→ What is required: Among the lines below, copy exactly those from the one with "for message in err.messages()" through the one with "(Some(_), Some(_)) =>", counting both ends.

→ Material supplied:
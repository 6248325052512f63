use std::path::{Path, PathBuf};
use std::time::Instant;

use anyhow::{bail, Context};
use clap::{Args as ClapArgs, Parser, Subcommand};
use reqwest::blocking::Client;
use tracing::{info, warn};

#[global_allocator]
static GLOBAL: mimalloc::MiMalloc = mimalloc::MiMalloc;

use pangkalan_core::{
    default_runner, generate_sample, load_document, nearest, rank_by_distance, sanitize,
    set_feature_count_warning_threshold, set_region_bounds, unique_categories, validate_text,
    LocationFilter, NoticeSeverity,
};
use pangkalan_model::{Category, LatLng, LocationDocument, TimeOfDay};
use pangkalan_report::{
    write_html_report, HtmlReportContext, ReportSummary, ReportSummaryContext, ValidationReport,
};

#[derive(Debug, Parser)]
#[command(name = "pangkalan")]
#[command(about = "Validator and toolbox for pangkalan ojek GeoJSON files")]
#[command(version)]
struct Cli {
    #[command(subcommand)]
    command: Command,
}

#[derive(Debug, Subcommand)]
enum Command {
    /// Validate a file and write report.json (and optionally report.html)
    Validate(ValidateArgs),
    /// Validate, then write the sanitized document
    Sanitize(SanitizeArgs),
    /// Write the sample document
    Sample(SampleArgs),
    /// Filter locations by text, category, density or busy time
    Search(SearchArgs),
    /// Rank locations by distance from a point
    Nearest(NearestArgs),
    /// List allowed categories, or those present in a file
    Categories(CategoriesArgs),
}

#[derive(Debug, ClapArgs)]
struct InputArgs {
    #[arg(short = 'i', long = "input")]
    input: Option<PathBuf>,

    #[arg(short = 'u', long = "url")]
    url: Option<String>,

    /// Accept coordinates outside Indonesia
    #[arg(long = "no-region-check", alias = "no_region_check")]
    no_region_check: bool,

    /// Warn when a file has more locations than this
    #[arg(long = "max-features", alias = "max_features")]
    max_features: Option<usize>,
}

#[derive(Debug, ClapArgs)]
struct ValidateArgs {
    #[command(flatten)]
    input: InputArgs,

    #[arg(short = 'o', long = "output_base", alias = "output", default_value = ".")]
    output: PathBuf,

    #[arg(short = 'p', long = "pretty")]
    pretty: bool,

    /// Also write report.html
    #[arg(long = "html")]
    html: bool,
}

#[derive(Debug, ClapArgs)]
struct SanitizeArgs {
    #[command(flatten)]
    input: InputArgs,

    #[arg(short = 'o', long = "output")]
    output: PathBuf,
}

#[derive(Debug, ClapArgs)]
struct SampleArgs {
    /// Defaults to stdout
    #[arg(short = 'o', long = "output")]
    output: Option<PathBuf>,
}

#[derive(Debug, ClapArgs)]
struct SearchArgs {
    #[command(flatten)]
    input: InputArgs,

    #[arg(short = 'q', long = "query")]
    query: Option<String>,

    #[arg(short = 'c', long = "category", value_parser = parse_category)]
    categories: Vec<Category>,

    #[arg(long = "min-density", value_parser = clap::value_parser!(u8).range(1..=5))]
    min_density: Option<u8>,

    #[arg(long = "max-density", value_parser = clap::value_parser!(u8).range(1..=5))]
    max_density: Option<u8>,

    #[arg(long = "busy-at", value_parser = parse_time)]
    busy_at: Option<TimeOfDay>,
}

#[derive(Debug, ClapArgs)]
struct NearestArgs {
    #[command(flatten)]
    input: InputArgs,

    #[arg(long = "lat", allow_negative_numbers = true, value_parser = parse_latitude)]
    lat: f64,

    #[arg(long = "lng", allow_negative_numbers = true, value_parser = parse_longitude)]
    lng: f64,

    #[arg(
        short = 'n',
        long = "limit",
        default_value_t = 1,
        value_parser = clap::builder::RangedU64ValueParser::<usize>::new().range(1..)
    )]
    limit: usize,
}

#[derive(Debug, ClapArgs)]
struct CategoriesArgs {
    #[arg(short = 'i', long = "input")]
    input: Option<PathBuf>,
}

fn main() -> anyhow::Result<()> {
    tracing_subscriber::fmt().with_target(false).init();
    let cli = Cli::parse();

    match cli.command {
        Command::Validate(args) => run_validate(args),
        Command::Sanitize(args) => run_sanitize(args),
        Command::Sample(args) => run_sample(args),
        Command::Search(args) => run_search(args),
        Command::Nearest(args) => run_nearest(args),
        Command::Categories(args) => run_categories(args),
    }
}

fn run_validate(args: ValidateArgs) -> anyhow::Result<()> {
    let resolved = resolve_input(&args.input)?;
    info!("validating {}", resolved.source_label);
    let _guards = ContextGuards::apply(&args.input);

    let runner = default_runner();
    let started_at = Instant::now();
    let outcome = validate_text(&resolved.text, &runner);
    let elapsed = started_at.elapsed();

    // Accepted documents also get their categories listed in the summary.
    let accepted = match outcome.document.as_ref() {
        Some(document) if outcome.is_valid() => {
            LocationDocument::try_from(&sanitize(document)).ok()
        }
        _ => None,
    };
    let location_count = outcome.document.as_ref().map_or(0, |document| document.len());
    let notices = outcome.notices;

    std::fs::create_dir_all(&args.output)
        .with_context(|| format!("create output dir {}", args.output.display()))?;

    let summary = ReportSummary::from_context(ReportSummaryContext {
        source: Some(resolved.source_label.clone()),
        validator_version: Some(env!("CARGO_PKG_VERSION").to_string()),
        validation_time_seconds: Some(elapsed.as_secs_f64()),
        notices: &notices,
        location_count,
        document: accepted.as_ref(),
    });

    if args.html {
        let html_context = HtmlReportContext::from_summary(&summary, &resolved.source_label);
        let html_path = args.output.join("report.html");
        write_html_report(&html_path, &notices, &summary, html_context)?;
        info!("html report written to {}", html_path.display());
    }
    let report = ValidationReport::from_container_with_summary(&notices, summary);
    let report_path = args.output.join("report.json");
    report.write_json_with_format(&report_path, args.pretty)?;
    info!("report written to {}", report_path.display());

    for message in notices.messages(NoticeSeverity::Warning) {
        warn!("{}", message);
    }
    let errors = notices.messages(NoticeSeverity::Error);
    if !errors.is_empty() {
        for message in &errors {
            eprintln!("error: {}", message);
        }
        bail!("validation failed with {} error(s)", errors.len());
    }
    println!("{} is valid ({} locations)", resolved.source_label, location_count);
    Ok(())
}

fn run_sanitize(args: SanitizeArgs) -> anyhow::Result<()> {
    let resolved = resolve_input(&args.input)?;
    let _guards = ContextGuards::apply(&args.input);

    let outcome = validate_text(&resolved.text, &default_runner());
    let errors = outcome.notices.messages(NoticeSeverity::Error);
    let document = match outcome.document {
        Some(document) if errors.is_empty() => document,
        _ => {
            for message in &errors {
                eprintln!("error: {}", message);
            }
            bail!("{} is not valid, nothing written", resolved.source_label);
        }
    };

    let sanitized = sanitize(&document).to_value();
    let json = serde_json::to_string_pretty(&sanitized).context("serialize sanitized document")?;
    std::fs::write(&args.output, json)
        .with_context(|| format!("write {}", args.output.display()))?;
    info!(
        "sanitized {} locations into {}",
        document.len(),
        args.output.display()
    );
    Ok(())
}

fn run_sample(args: SampleArgs) -> anyhow::Result<()> {
    let sample = generate_sample();
    match args.output {
        Some(path) => {
            std::fs::write(&path, sample).with_context(|| format!("write {}", path.display()))?;
            info!("sample written to {}", path.display());
        }
        None => println!("{}", sample),
    }
    Ok(())
}

fn run_search(args: SearchArgs) -> anyhow::Result<()> {
    let document = load_accepted(&args.input)?;
    let filter = LocationFilter {
        search: args.query,
        categories: args.categories,
        min_density: args.min_density,
        max_density: args.max_density,
        busy_at: args.busy_at,
    };
    let matches = filter.apply(&document);
    info!("{} of {} locations match", matches.len(), document.len());
    print_json(&matches)
}

fn run_nearest(args: NearestArgs) -> anyhow::Result<()> {
    let document = load_accepted(&args.input)?;
    let origin = LatLng::checked(args.lat, args.lng)?;
    if args.limit == 1 {
        return match nearest(&document, origin) {
            Some(location) => print_json(&location),
            None => bail!("document has no locations"),
        };
    }
    let ranked: Vec<_> = rank_by_distance(&document, origin)
        .into_iter()
        .take(args.limit)
        .collect();
    print_json(&ranked)
}

fn run_categories(args: CategoriesArgs) -> anyhow::Result<()> {
    let categories = match args.input {
        Some(path) => {
            let input = InputArgs {
                input: Some(path),
                url: None,
                no_region_check: false,
                max_features: None,
            };
            unique_categories(&load_accepted(&input)?)
        }
        None => Category::ALL.to_vec(),
    };
    for category in categories {
        println!("{}", category);
    }
    Ok(())
}

fn print_json<T: serde::Serialize + ?Sized>(value: &T) -> anyhow::Result<()> {
    let json = serde_json::to_string_pretty(value).context("serialize output")?;
    println!("{}", json);
    Ok(())
}

/// Loads a document through the full pipeline, failing on any error.
fn load_accepted(args: &InputArgs) -> anyhow::Result<LocationDocument> {
    let resolved = resolve_input(args)?;
    let _guards = ContextGuards::apply(args);
    match load_document(&resolved.text) {
        Ok(loaded) => Ok(loaded.document),
        Err(err) => {
            for message in err.messages() {
                eprintln!("error: {}", message);
            }
            Err(err).with_context(|| format!("load {}", resolved.source_label))
        }
    }
}

struct ContextGuards {
    _region: Option<pangkalan_core::RegionBoundsGuard>,
    _threshold: Option<pangkalan_core::FeatureCountThresholdGuard>,
}

impl ContextGuards {
    fn apply(args: &InputArgs) -> Self {
        Self {
            _region: args.no_region_check.then(|| set_region_bounds(None)),
            _threshold: args.max_features.map(set_feature_count_warning_threshold),
        }
    }
}

struct ResolvedInput {
    text: String,
    source_label: String,
}

fn resolve_input(args: &InputArgs) -> anyhow::Result<ResolvedInput> {
    match (&args.input, &args.url) {
        (Some(_), Some(_)) => {
            bail!("--input and --url cannot be provided at the same time");
        }
        (None, None) => {
            bail!("one of --input or --url must be provided");
        }
        (Some(path), None) => {
            let text = read_input_file(path)?;
            Ok(ResolvedInput {
                text,
                source_label: path.display().to_string(),
            })
        }
        (None, Some(url)) => {
            if url.trim().is_empty() {
                bail!("--url must not be empty");
            }
            let text = download_url(url)?;
            Ok(ResolvedInput {
                text,
                source_label: url.clone(),
            })
        }
    }
}

fn read_input_file(path: &Path) -> anyhow::Result<String> {
    if !is_geojson_file_name(&path.to_string_lossy()) {
        warn!(
            "{} does not end in .geojson or .json; reading it anyway",
            path.display()
        );
    }
    std::fs::read_to_string(path).with_context(|| format!("read {}", path.display()))
}

fn is_geojson_file_name(name: &str) -> bool {
    let lower = name.to_ascii_lowercase();
    lower.ends_with(".geojson") || lower.ends_with(".json")
}

fn download_url(url: &str) -> anyhow::Result<String> {
    let client = Client::builder()
        .user_agent(format!("pangkalan-validator/{}", env!("CARGO_PKG_VERSION")))
        .build()
        .context("build http client")?;
    let bytes = client
        .get(url)
        .send()
        .with_context(|| format!("download geojson from {}", url))?
        .error_for_status()
        .with_context(|| format!("download geojson from {}", url))?
        .bytes()
        .with_context(|| format!("read response body from {}", url))?;
    decode_utf8(bytes.to_vec()).with_context(|| format!("decode response body from {}", url))
}

fn decode_utf8(bytes: Vec<u8>) -> anyhow::Result<String> {
    String::from_utf8(bytes).context("body is not valid UTF-8")
}

fn parse_category(value: &str) -> Result<Category, String> {
    value.parse::<Category>().map_err(|_| {
        format!(
            "unknown category '{}'. Allowed categories: {}",
            value,
            Category::allowed_list()
        )
    })
}

fn parse_time(value: &str) -> Result<TimeOfDay, String> {
    TimeOfDay::parse(value).map_err(|err| err.to_string())
}

fn parse_latitude(value: &str) -> Result<f64, String> {
    let lat = value.parse::<f64>().map_err(|err| err.to_string())?;
    LatLng::checked(lat, 0.0)
        .map(|_| lat)
        .map_err(|err| err.to_string())
}

fn parse_longitude(value: &str) -> Result<f64, String> {
    let lng = value.parse::<f64>().map_err(|err| err.to_string())?;
    LatLng::checked(0.0, lng)
        .map(|_| lng)
        .map_err(|err| err.to_string())
}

→ Output below:
            for message in err.messages() {
                eprintln!("error: {}", message);
            }
            Err(err).with_context(|| format!("load {}", resolved.source_label))
        }
    }
}

struct ContextGuards {
    _region: Option<pangkalan_core::RegionBoundsGuard>,
    _threshold: Option<pangkalan_core::FeatureCountThresholdGuard>,
}

impl ContextGuards {
    fn apply(args: &InputArgs) -> Self {
        Self {
            _region: args.no_region_check.then(|| set_region_bounds(None)),
            _threshold: args.max_features.map(set_feature_count_warning_threshold),
        }
    }
}

struct ResolvedInput {
    text: String,
    source_label: String,
}

fn resolve_input(args: &InputArgs) -> anyhow::Result<ResolvedInput> {
    match (&args.input, &args.url) {
        (Some(_), Some(_)) => {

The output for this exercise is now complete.